**WHAT THIS TASK INVOLVES:**
Among the lines below, count those that include "logs", and state the count alone.

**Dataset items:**

#####

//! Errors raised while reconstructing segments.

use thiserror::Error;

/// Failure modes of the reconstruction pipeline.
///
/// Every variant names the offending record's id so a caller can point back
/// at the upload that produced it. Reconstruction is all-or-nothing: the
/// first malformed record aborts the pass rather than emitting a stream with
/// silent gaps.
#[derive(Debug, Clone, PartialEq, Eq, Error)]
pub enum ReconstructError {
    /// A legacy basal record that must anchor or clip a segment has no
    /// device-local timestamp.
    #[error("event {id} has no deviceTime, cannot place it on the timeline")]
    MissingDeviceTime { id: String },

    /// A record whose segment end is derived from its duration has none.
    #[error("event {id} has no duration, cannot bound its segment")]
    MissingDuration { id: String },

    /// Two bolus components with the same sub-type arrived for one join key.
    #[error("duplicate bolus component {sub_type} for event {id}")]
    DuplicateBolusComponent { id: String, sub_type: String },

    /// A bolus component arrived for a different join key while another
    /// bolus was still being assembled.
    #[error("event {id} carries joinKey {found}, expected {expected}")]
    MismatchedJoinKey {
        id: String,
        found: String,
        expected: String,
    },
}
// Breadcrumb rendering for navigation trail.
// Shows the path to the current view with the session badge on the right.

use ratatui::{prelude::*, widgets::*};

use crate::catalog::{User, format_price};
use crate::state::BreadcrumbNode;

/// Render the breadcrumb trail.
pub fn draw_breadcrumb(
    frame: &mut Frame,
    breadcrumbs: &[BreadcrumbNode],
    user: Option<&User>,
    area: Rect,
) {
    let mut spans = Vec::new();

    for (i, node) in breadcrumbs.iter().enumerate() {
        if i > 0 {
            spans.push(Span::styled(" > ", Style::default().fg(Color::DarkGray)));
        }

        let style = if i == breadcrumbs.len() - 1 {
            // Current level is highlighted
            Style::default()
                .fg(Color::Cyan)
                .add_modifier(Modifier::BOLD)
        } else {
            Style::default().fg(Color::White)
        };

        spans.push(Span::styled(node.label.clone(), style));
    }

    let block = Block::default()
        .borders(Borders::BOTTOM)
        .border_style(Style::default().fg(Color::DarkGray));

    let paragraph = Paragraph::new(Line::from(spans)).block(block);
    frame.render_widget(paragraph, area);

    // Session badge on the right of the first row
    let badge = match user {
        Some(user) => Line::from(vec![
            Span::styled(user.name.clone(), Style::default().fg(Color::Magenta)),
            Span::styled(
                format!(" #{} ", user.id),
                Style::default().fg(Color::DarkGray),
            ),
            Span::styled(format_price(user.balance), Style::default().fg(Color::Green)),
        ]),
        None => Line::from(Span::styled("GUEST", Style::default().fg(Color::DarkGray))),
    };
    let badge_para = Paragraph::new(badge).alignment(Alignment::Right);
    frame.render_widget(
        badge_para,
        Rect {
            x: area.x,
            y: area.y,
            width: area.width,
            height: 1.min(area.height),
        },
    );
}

#####

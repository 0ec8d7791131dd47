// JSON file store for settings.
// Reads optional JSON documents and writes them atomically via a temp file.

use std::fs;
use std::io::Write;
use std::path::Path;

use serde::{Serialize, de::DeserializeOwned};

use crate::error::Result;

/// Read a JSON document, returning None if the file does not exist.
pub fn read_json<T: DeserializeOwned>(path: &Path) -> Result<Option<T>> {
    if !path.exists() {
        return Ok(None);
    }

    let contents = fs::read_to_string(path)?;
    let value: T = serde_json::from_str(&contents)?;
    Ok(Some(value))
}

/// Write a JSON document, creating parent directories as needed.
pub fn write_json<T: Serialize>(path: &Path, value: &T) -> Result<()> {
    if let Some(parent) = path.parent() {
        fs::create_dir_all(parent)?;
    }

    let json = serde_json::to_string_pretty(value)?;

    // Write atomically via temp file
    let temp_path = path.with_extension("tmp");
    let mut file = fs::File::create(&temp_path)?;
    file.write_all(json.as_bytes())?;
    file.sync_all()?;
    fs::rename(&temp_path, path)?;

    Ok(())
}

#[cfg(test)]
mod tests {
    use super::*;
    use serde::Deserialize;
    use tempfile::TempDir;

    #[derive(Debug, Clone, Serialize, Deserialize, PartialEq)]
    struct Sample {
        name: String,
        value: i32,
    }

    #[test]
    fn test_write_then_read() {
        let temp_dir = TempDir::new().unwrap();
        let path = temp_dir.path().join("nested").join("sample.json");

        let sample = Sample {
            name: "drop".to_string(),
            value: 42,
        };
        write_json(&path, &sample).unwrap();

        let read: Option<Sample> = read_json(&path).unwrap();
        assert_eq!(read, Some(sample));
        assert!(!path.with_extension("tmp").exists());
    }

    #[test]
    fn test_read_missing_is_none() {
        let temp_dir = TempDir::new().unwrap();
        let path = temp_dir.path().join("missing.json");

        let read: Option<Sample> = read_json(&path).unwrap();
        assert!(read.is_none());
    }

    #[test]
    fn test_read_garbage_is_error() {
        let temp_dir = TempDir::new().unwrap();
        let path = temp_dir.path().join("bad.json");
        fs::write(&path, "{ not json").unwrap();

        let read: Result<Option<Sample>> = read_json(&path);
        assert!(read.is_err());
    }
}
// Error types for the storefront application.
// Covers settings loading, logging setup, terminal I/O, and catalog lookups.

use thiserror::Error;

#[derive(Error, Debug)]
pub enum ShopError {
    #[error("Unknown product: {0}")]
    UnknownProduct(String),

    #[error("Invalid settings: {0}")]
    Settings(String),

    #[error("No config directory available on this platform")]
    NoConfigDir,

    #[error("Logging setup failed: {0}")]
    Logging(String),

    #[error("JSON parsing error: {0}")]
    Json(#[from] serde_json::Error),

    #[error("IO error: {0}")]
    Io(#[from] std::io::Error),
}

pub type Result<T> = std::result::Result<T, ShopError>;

#####

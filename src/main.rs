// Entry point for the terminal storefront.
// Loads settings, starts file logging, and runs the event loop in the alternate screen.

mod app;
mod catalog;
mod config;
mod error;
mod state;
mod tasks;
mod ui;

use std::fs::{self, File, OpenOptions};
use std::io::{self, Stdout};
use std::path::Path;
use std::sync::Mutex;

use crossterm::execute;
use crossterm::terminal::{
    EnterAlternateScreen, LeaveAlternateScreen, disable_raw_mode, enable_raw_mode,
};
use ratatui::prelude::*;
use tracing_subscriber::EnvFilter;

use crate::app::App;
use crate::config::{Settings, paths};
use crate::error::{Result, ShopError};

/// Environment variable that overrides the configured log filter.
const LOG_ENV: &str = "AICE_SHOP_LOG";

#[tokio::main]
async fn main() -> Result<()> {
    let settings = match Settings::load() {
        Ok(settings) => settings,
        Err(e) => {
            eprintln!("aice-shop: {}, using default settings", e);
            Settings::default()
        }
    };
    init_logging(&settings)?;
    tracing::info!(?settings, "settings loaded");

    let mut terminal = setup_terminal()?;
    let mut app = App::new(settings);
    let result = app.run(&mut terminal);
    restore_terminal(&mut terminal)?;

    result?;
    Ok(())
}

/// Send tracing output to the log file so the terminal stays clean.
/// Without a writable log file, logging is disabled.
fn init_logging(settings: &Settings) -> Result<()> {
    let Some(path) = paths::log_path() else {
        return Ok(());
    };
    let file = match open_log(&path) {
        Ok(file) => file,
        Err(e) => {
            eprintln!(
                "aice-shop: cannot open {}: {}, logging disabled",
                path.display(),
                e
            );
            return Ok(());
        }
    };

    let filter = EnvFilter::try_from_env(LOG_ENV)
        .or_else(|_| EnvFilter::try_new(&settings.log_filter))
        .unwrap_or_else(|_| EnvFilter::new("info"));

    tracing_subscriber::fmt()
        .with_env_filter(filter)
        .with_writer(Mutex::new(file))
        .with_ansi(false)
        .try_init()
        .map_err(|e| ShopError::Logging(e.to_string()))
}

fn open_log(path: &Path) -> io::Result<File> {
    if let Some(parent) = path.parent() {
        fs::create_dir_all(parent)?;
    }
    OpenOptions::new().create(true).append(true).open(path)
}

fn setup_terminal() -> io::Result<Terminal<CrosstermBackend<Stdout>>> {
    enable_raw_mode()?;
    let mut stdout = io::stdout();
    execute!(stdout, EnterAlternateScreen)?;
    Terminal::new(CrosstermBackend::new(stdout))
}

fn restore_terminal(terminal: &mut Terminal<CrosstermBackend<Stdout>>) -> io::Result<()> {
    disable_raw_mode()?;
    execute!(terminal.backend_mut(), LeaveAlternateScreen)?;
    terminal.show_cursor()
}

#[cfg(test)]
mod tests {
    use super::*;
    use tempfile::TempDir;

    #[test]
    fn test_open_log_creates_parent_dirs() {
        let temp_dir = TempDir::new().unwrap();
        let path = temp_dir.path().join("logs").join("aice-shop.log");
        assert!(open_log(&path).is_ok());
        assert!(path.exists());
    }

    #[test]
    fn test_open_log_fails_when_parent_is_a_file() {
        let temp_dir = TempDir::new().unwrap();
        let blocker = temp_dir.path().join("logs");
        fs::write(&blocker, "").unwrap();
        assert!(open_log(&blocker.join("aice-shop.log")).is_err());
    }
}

#####

**EXERCISE ANSWER:**
2